Which brings me to my next point. The timing of RoseBlood was a little strange at certain points. At several moments during the novel a climactic scene would take place, and I felt the POV should naturally turn to Thorn, or Etalon, Rune’s love interest. Instead, there would be strange gaps in time that were summed up in a couple of paragraphs. This was especially frustrating after the ending climax, when the ramifications of the last conflict were almost completely skipped over. What was the aftermath? We didn’t really get to see it for ourselves.
One of the most important scenes, a moment when Erik had to choose between his agenda and his adopted son, Thorn, was completely skipped over. We only got to hear about it in a sum-up from Thorn after the fact. I thought, what the heck? For someone invested in this story, I think that was a really important scene that definitely should have been included. That was a plot point I wanted to see resolved myself.
This strange timing and lack of true plot development was also a problem in the development of Thorn and Rune’s relationship. The problem with the soul mate theme in general is that it can lead to shallow relationships where the characters instinctively know that they are meant for each other, but the readers are left in some doubt. Thorn and Rune didn’t even meet until half way through the novel, and I did not feel that the progression of their feelings was very believable. Just look at the first quote I included. That is a little extreme, in my opinion, and it is what makes “soul mates” a difficult theme to pull of successfully. Similarly, Rune’s friendships didn’t seem to progress naturally. They basically went from acquaintances to close friends; the whole period of time when they were growing closer was skipped over. During the whole course of RoseBlood, there was a lot of telling rather than showing, and it was frustrating as a reader that wants to “see” things for herself.

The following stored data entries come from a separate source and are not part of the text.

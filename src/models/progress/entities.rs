use serde::{Deserialize, Serialize};
use ts_rs::TS;

/// 学习进度业务实体
///
/// 每个 (student_id, course_id) 只有一条记录，由报名流程创建。
/// `completed_lesson_ids` 语义上是集合；`lessons_completed` 恒等于其长度。
#[derive(Debug, Clone, Serialize, Deserialize, TS)]
#[ts(export, export_to = "../frontend/src/types/generated/progress.ts")]
pub struct Progress {
    pub id: i64,
    pub student_id: i64,
    pub course_id: i64,
    pub lessons_completed: i32,
    pub total_lessons: i32,
    pub percentage: i32,
    pub completed_lesson_ids: Vec<String>,
    // 首次达到 100% 时写入，此后不再清除
    pub completed_at: Option<chrono::DateTime<chrono::Utc>>,
    pub created_at: chrono::DateTime<chrono::Utc>,
    pub updated_at: chrono::DateTime<chrono::Utc>,
}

Following Good: RoseBlood was pretty clean for a YA novel. There was some minor cursing, and a couple of intense, sexual tension-filled kissing scenes. Sexual relationships for 17 year olds are clearly accepted, but not explored. LGBT content was limited to two minor characters.
Rating: I would put RoseBlood at 2 stars. I liked its originality and spooky ambience. But honestly, Rune was a pretty stereotypical teenage heroine, and the school environment was definitely stereotypical in several ways. The cluttered, overly-themed fantasy was a little overwhelming and left too little time for plot and relationship development. If you are a fan of The Phantom of the Opera, A.G. Howard, or gothic fantasy/romance, RoseBlood might be for you. If not, you may want to pass on it. For me, it was just ok. If you are looking to read something by A.G. Howard, I would recommend Stain. It was a little more cohesive for me.